At least four of the appellant’s points are related and dependent and the appropriateness of their disallowance may be demonstrated rather briefly. There is a claim, appellant calls it one “of the hotly contested issues,” for $3,096.25 for 2477 yards of dirt “required to be brought in to the job because of a change in the bench mark and an error in the survey,” says appellant. The court allowed plaintiff contractor' $4500.00 for extra concrete — 60 cubic yards at $75.00 a yard. The appellant claims, however, that before arriving at the amount due 74 yards of deleted concrete should have been included in the computation and thereafter eliminated at $60.00 a yard and then subtracted from the total thus entitling plaintiff to a credit of $5610.-00 rather than $4500.00, a difference of $1110.00. Under a section of the building a basement was deleted after it had been excavated at least in part and for this the court allowed defendants a credit of $1460.-00. The appellant says that this phase of the work, even though the basement was deleted, had been completed and therefore the court erroneously allowed respondents a credit. And finally in this connection the appellant complains of the disallowance of $2370.00 for extra excavation of dirt allegedly required because the size and depth of the footings were changed.
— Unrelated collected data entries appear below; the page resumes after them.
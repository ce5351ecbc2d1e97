//! Provider credential storage
//!
//! Secrets are stored per provider id in a JSON file and double as the
//! source of truth for output masking and `{{secret:NAME}}` resolution.

use anyhow::{Context, Result};
use serde::{Deserialize, Serialize};
use std::collections::HashMap;
use std::fs;
use std::path::Path;

use crate::paths;

/// Secrets indexed by provider id
#[derive(Debug, Clone, Default, PartialEq, Eq, Serialize, Deserialize)]
pub struct CredentialStore {
    #[serde(flatten)]
    keys: HashMap<String, String>,
}

impl CredentialStore {
    /// Load from `~/.skein/tokens/credentials.json`
    pub fn load() -> Result<Self> {
        Self::load_from_path(&paths::credentials_path())
    }

    /// Load from a specific path. A missing file is an empty store.
    pub fn load_from_path(path: &Path) -> Result<Self> {
        if !path.exists() {
            return Ok(Self::default());
        }
        let contents = fs::read_to_string(path)
            .with_context(|| format!("Failed to read credentials: {}", path.display()))?;
        if contents.trim().is_empty() {
            return Ok(Self::default());
        }
        serde_json::from_str(&contents)
            .with_context(|| format!("Failed to parse credentials: {}", path.display()))
    }

    pub fn save(&self) -> Result<()> {
        self.save_to_path(&paths::credentials_path())
    }

    /// Save to a specific path, readable only by the owner on Unix
    pub fn save_to_path(&self, path: &Path) -> Result<()> {
        let contents = serde_json::to_string_pretty(self)?;
        super::atomic_write(path, contents.as_bytes())
            .with_context(|| format!("Failed to write credentials: {}", path.display()))?;

        #[cfg(unix)]
        {
            use std::os::unix::fs::PermissionsExt;
            if let Ok(metadata) = fs::metadata(path) {
                let mut permissions = metadata.permissions();
                permissions.set_mode(0o600);
                let _ = fs::set_permissions(path, permissions);
            }
        }
        Ok(())
    }

    pub fn get(&self, provider: &str) -> Option<&str> {
        self.keys.get(provider).map(String::as_str)
    }

    /// Blank secrets are ignored
    pub fn set(&mut self, provider: impl Into<String>, secret: impl Into<String>) {
        let secret = secret.into();
        if secret.trim().is_empty() {
            return;
        }
        self.keys.insert(provider.into(), secret);
    }

    pub fn remove(&mut self, provider: &str) -> Option<String> {
        self.keys.remove(provider)
    }

    /// Provider ids with a stored secret, sorted
    pub fn providers(&self) -> Vec<&str> {
        let mut providers: Vec<&str> = self.keys.keys().map(String::as_str).collect();
        providers.sort_unstable();
        providers
    }

    /// Mapping consumed by the secret redaction hook
    pub fn secrets(&self) -> &HashMap<String, String> {
        &self.keys
    }

    pub fn is_empty(&self) -> bool {
        self.keys.is_empty()
    }
}
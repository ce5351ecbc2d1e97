//! Durable task table
//!
//! The whole table is one JSON document, `{"version": 1, "tasks": [...]}`.
//! Loading never fails on bad content: each task is rebuilt field by field,
//! unusable fields fall back to defaults, unusable tasks are dropped and an
//! unparsable file reads as an empty table.

use std::collections::HashSet;
use std::io;
use std::path::{Path, PathBuf};

use async_trait::async_trait;
use chrono::{DateTime, Utc};
use parking_lot::Mutex;
use serde::Serialize;
use serde_json::{Map, Value};

use super::model::{Task, TaskContext, TaskKind, TaskStatus};
use crate::config::MAX_ATTEMPTS_CAP;
use crate::error::StoreError;
use crate::storage::atomic_write;

pub const TABLE_VERSION: u32 = 1;
const FALLBACK_MAX_ATTEMPTS: u32 = 3;

/// Whole-document persistence for the task table
#[async_trait]
pub trait TaskStore: Send + Sync {
    /// Current table. A missing document is an empty table.
    async fn load(&self) -> Result<Vec<Task>, StoreError>;

    async fn save(&self, tasks: &[Task]) -> Result<(), StoreError>;
}

#[derive(Serialize)]
struct TaskTableRef<'a> {
    version: u32,
    tasks: &'a [Task],
}

/// Task table stored as a JSON file, replaced atomically on every save
#[derive(Debug, Clone)]
pub struct JsonFileTaskStore {
    path: PathBuf,
}

impl JsonFileTaskStore {
    pub fn new(path: impl Into<PathBuf>) -> Self {
        Self { path: path.into() }
    }

    pub fn path(&self) -> &Path {
        &self.path
    }

    fn io_error(&self, source: io::Error) -> StoreError {
        StoreError::Io {
            path: self.path.clone(),
            source,
        }
    }
}

#[async_trait]
impl TaskStore for JsonFileTaskStore {
    async fn load(&self) -> Result<Vec<Task>, StoreError> {
        let contents = match tokio::fs::read_to_string(&self.path).await {
            Ok(contents) => contents,
            Err(err) if err.kind() == io::ErrorKind::NotFound => return Ok(Vec::new()),
            Err(err) => return Err(self.io_error(err)),
        };
        Ok(parse_table(&contents))
    }

    async fn save(&self, tasks: &[Task]) -> Result<(), StoreError> {
        let bytes = serde_json::to_vec_pretty(&TaskTableRef {
            version: TABLE_VERSION,
            tasks,
        })?;
        let path = self.path.clone();
        tokio::task::spawn_blocking(move || atomic_write(&path, &bytes))
            .await
            .map_err(|join| self.io_error(io::Error::other(join)))?
            .map_err(|err| self.io_error(err))
    }
}

/// In-memory table, for tests and ephemeral deployments
#[derive(Debug, Default)]
pub struct MemoryTaskStore {
    tasks: Mutex<Vec<Task>>,
    saves: Mutex<usize>,
}

impl MemoryTaskStore {
    pub fn new() -> Self {
        Self::default()
    }

    pub fn with_tasks(tasks: Vec<Task>) -> Self {
        Self {
            tasks: Mutex::new(tasks),
            saves: Mutex::new(0),
        }
    }

    pub fn snapshot(&self) -> Vec<Task> {
        self.tasks.lock().clone()
    }

    pub fn save_count(&self) -> usize {
        *self.saves.lock()
    }
}

#[async_trait]
impl TaskStore for MemoryTaskStore {
    async fn load(&self) -> Result<Vec<Task>, StoreError> {
        Ok(self.tasks.lock().clone())
    }

    async fn save(&self, tasks: &[Task]) -> Result<(), StoreError> {
        *self.tasks.lock() = tasks.to_vec();
        *self.saves.lock() += 1;
        Ok(())
    }
}

/// Parse a stored table, degrading to whatever can be salvaged
pub fn parse_table(contents: &str) -> Vec<Task> {
    if contents.trim().is_empty() {
        return Vec::new();
    }
    let Ok(raw) = serde_json::from_str::<Value>(contents) else {
        return Vec::new();
    };
    let entries = match raw {
        Value::Object(mut table) => match table.remove("tasks") {
            Some(Value::Array(entries)) => entries,
            _ => return Vec::new(),
        },
        // Bare arrays are accepted as a table without a header.
        Value::Array(entries) => entries,
        _ => return Vec::new(),
    };

    let now = Utc::now();
    let mut seen = HashSet::new();
    entries
        .into_iter()
        .filter_map(|entry| match entry {
            Value::Object(fields) => sanitize_task(&fields, now),
            _ => None,
        })
        .filter(|task| seen.insert(task.id.clone()))
        .collect()
}

/// Rebuild one task from untrusted fields. Returns `None` without an id.
pub fn sanitize_task(fields: &Map<String, Value>, now: DateTime<Utc>) -> Option<Task> {
    let id = non_empty_str(fields.get("id"))?;

    let created_at = timestamp(fields.get("created_at")).unwrap_or(now);
    let updated_at = timestamp(fields.get("updated_at")).unwrap_or(created_at);
    let scheduled_at = timestamp(fields.get("scheduled_at")).unwrap_or(created_at);
    let status = fields
        .get("status")
        .and_then(Value::as_str)
        .and_then(TaskStatus::parse)
        .unwrap_or_default();

    let mut started_at = timestamp(fields.get("started_at"));
    if status == TaskStatus::Running && started_at.is_none() {
        // Keeps the task eligible for stale repair.
        started_at = Some(updated_at);
    }

    let max_attempts = fields
        .get("max_attempts")
        .and_then(Value::as_u64)
        .map(|n| n.clamp(1, u64::from(MAX_ATTEMPTS_CAP)) as u32)
        .unwrap_or(FALLBACK_MAX_ATTEMPTS);
    let attempts = fields
        .get("attempts")
        .and_then(Value::as_u64)
        .map(|n| n.min(u64::from(max_attempts)) as u32)
        .unwrap_or(0);

    Some(Task {
        id,
        key: non_empty_str(fields.get("key")),
        kind: fields
            .get("kind")
            .and_then(Value::as_str)
            .and_then(TaskKind::parse)
            .unwrap_or_default(),
        status,
        created_at,
        updated_at,
        scheduled_at,
        started_at,
        finished_at: timestamp(fields.get("finished_at")),
        attempts,
        max_attempts,
        context: context_map(fields.get("context")),
        payload: object(fields.get("payload")).unwrap_or_default(),
        last_error: non_empty_str(fields.get("last_error")),
        result: object(fields.get("result")),
    })
}

fn non_empty_str(value: Option<&Value>) -> Option<String> {
    value
        .and_then(Value::as_str)
        .map(str::trim)
        .filter(|s| !s.is_empty())
        .map(str::to_string)
}

fn timestamp(value: Option<&Value>) -> Option<DateTime<Utc>> {
    let raw = value?.as_str()?;
    DateTime::parse_from_rfc3339(raw)
        .ok()
        .map(|parsed| parsed.with_timezone(&Utc))
}

fn object(value: Option<&Value>) -> Option<Map<String, Value>> {
    value.and_then(Value::as_object).cloned()
}

fn context_map(value: Option<&Value>) -> TaskContext {
    let Some(Value::Object(entries)) = value else {
        return TaskContext::new();
    };
    entries
        .iter()
        .filter_map(|(name, value)| {
            let value = match value {
                Value::String(s) => s.clone(),
                Value::Number(n) => n.to_string(),
                Value::Bool(b) => b.to_string(),
                _ => return None,
            };
            Some((name.clone(), value))
        })
        .collect()
}
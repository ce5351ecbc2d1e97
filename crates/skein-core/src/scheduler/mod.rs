//! Durable task scheduling
//!
//! - `model` - Task records, enqueue input, leases and filters
//! - `store` - Whole-document persistence with sanitized reload
//! - `service` - The serialized, lease-based `TaskScheduler`
//! - `recurring` - Recurring jobs planned as `cron` tasks
//! - `worker` - Drain loop running due tasks through a `TaskHandler`

pub mod model;
pub mod recurring;
pub mod service;
pub mod store;
pub mod worker;

pub use model::{
    EnqueueTaskInput, RepairReport, Task, TaskContext, TaskFilter, TaskKind, TaskLease,
    TaskPayload, TaskResult, TaskStatus,
};
pub use recurring::{recurring_key, RecurringJob, RecurringPlanner};
pub use service::{SchedulerOptions, TaskScheduler};
pub use store::{JsonFileTaskStore, MemoryTaskStore, TaskStore};
pub use worker::{
    publish_task_events, AgentRunHandler, AgentTurn, HookedTurn, TaskHandler, TaskLifecycleEvent,
    TaskWorker, TickReport, WorkerOptions, TASKS_CHANNEL, TASK_COMPLETED, TASK_FAILED,
    TASK_REPAIRED,
};
//! Centralized path utilities
//!
//! All application paths in one place for consistency

use std::path::PathBuf;

const CONFIG_DIR_NAME: &str = ".skein";

/// Get the skein config directory (~/.skein)
pub fn config_dir() -> PathBuf {
    dirs::home_dir()
        .unwrap_or_else(|| PathBuf::from("."))
        .join(CONFIG_DIR_NAME)
}

/// Get the config file (~/.skein/config.toml)
pub fn config_path() -> PathBuf {
    config_dir().join("config.toml")
}

/// Get the durable task table (~/.skein/tasks.json)
pub fn tasks_path() -> PathBuf {
    config_dir().join("tasks.json")
}

/// Get the tokens directory (~/.skein/tokens)
pub fn tokens_dir() -> PathBuf {
    config_dir().join("tokens")
}

/// Get the credentials file (~/.skein/tokens/credentials.json)
pub fn credentials_path() -> PathBuf {
    tokens_dir().join("credentials.json")
}
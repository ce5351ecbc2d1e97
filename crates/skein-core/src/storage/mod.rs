//! File persistence helpers
//!
//! - `CredentialStore` - Provider secrets feeding the redaction hook
//! - `atomic_write` - Write-to-temp then rename, used for whole-document saves

pub mod credentials;

pub use credentials::CredentialStore;

use std::fs;
use std::io;
use std::path::Path;

/// Replace `dest` with `bytes` so readers never observe a partial file
pub fn atomic_write(dest: &Path, bytes: &[u8]) -> io::Result<()> {
    if let Some(parent) = dest.parent().filter(|p| !p.as_os_str().is_empty()) {
        fs::create_dir_all(parent)?;
    }

    let tmp = dest.with_extension(format!("tmp.{}", uuid::Uuid::new_v4().simple()));
    fs::write(&tmp, bytes)?;

    if let Err(err) = fs::rename(&tmp, dest) {
        let _ = fs::remove_file(&tmp);
        return Err(err);
    }
    Ok(())
}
As indicated, it is not necessary to examine these claims in the bewildering detail urged by appellant. In large measure these particular claims hinge on the fact that the defendants’ engineer erroneously gave the “bench mark” on this project as 841.32 when it should have been 840.32. The plaintiff’s superintendent, after getting the missing “corner pins” located, started cleaning and grading and immediately “could see something bad was the matter.” The bench mark was corrected (there are many pages of conflicting testimony as to the force and effect of the corrected bench mark) and so the plaintiff claimed that due to this correction the architect “raised that building up a foot.” The defendants’ witnesses, architect and engineer, testified that while the foundation was raised a foot that the elevations of the floors were level and not changed and that all elevations of the finished building are “in agreement with the plans.” This phase of the controversy, rather interesting in itself, could be pursued at *35length and the conflicting opinions and testimony examined in depth but it is not necessary to a disposition of the appeal. In resolving several of the issues the court considered the “bench mark” as well as the relocation of property lines and at one point found in weighing certain matters that “Mr. Farmer was not misled by this mistake in the bench mark. * * * Therefore, since the building was constructed according to and at the levels shown on the plans, Mr. Farmer was not misled.” This finding was in connection with appellant’s claim for 40,000 cubic feet of dirt, “an additional 2477 yards of dirt required to be brought in to the job because of a change in the bench mark,” and the court observed “A great deal of time of trial of the issues centered upon this question of whether the change in the bench mark number resulted in a change in plan of elevation of the building. The Court has concluded that it did not and this conclusion was based primarily on evidence adduced by plaintiff” which the court proceeded to examine and weigh. This finding of the court is also supported by the defendants’ evidence on this phase of the cause.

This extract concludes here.